• [Directions for this task] Among the entries below, find the lines with the word "AtomicUsize" and return them.

• [Supplied material]

● ● ● ● ●

//! Lock-free work queue handing out positions of a batch to concurrent workers

use std::sync::atomic::{AtomicUsize, Ordering};

/// Queue over a borrowed slice; every position is claimed exactly once.
///
/// Workers call [`claim()`](WorkQueue::claim) to atomically take the next
/// position. The position travels with the item so results can be written
/// back into an index-addressed slot array.
pub struct WorkQueue<'a, T> {
    items: &'a [T],
    cursor: AtomicUsize,
}

impl<'a, T> WorkQueue<'a, T> {
    pub fn new(items: &'a [T]) -> Self {
        Self {
            items,
            cursor: AtomicUsize::new(0),
        }
    }

    /// Claim the next unprocessed item with its position (lock-free)
    pub fn claim(&self) -> Option<(usize, &'a T)> {
        let i = self.cursor.fetch_add(1, Ordering::Relaxed);
        self.items.get(i).map(|item| (i, item))
    }
}

#[cfg(test)]
mod tests {
    use super::*;

    #[test]
    fn claims_in_order_with_positions() {
        let items = ["a", "b", "c"];
        let q = WorkQueue::new(&items);
        assert_eq!(q.claim(), Some((0, &"a")));
        assert_eq!(q.claim(), Some((1, &"b")));
        assert_eq!(q.claim(), Some((2, &"c")));
        assert_eq!(q.claim(), None);
        // Exhausted queue stays exhausted
        assert_eq!(q.claim(), None);
    }

    #[test]
    fn empty_queue() {
        let items: [i32; 0] = [];
        let q = WorkQueue::new(&items);
        assert_eq!(q.claim(), None);
    }

    #[test]
    fn concurrent_claims_are_unique() {
        let items: Vec<usize> = (0..1000).collect();
        let q = WorkQueue::new(&items);
        let seen = std::sync::Mutex::new(Vec::new());
        std::thread::scope(|s| {
            for _ in 0..8 {
                s.spawn(|| {
                    while let Some((pos, _)) = q.claim() {
                        seen.lock().unwrap().push(pos);
                    }
                });
            }
        });
        let mut seen = seen.into_inner().unwrap();
        seen.sort_unstable();
        assert_eq!(seen, items);
    }
}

● ● ● ● ●

• [Response]
use std::sync::atomic::{AtomicUsize, Ordering};
    cursor: AtomicUsize,
            cursor: AtomicUsize::new(0),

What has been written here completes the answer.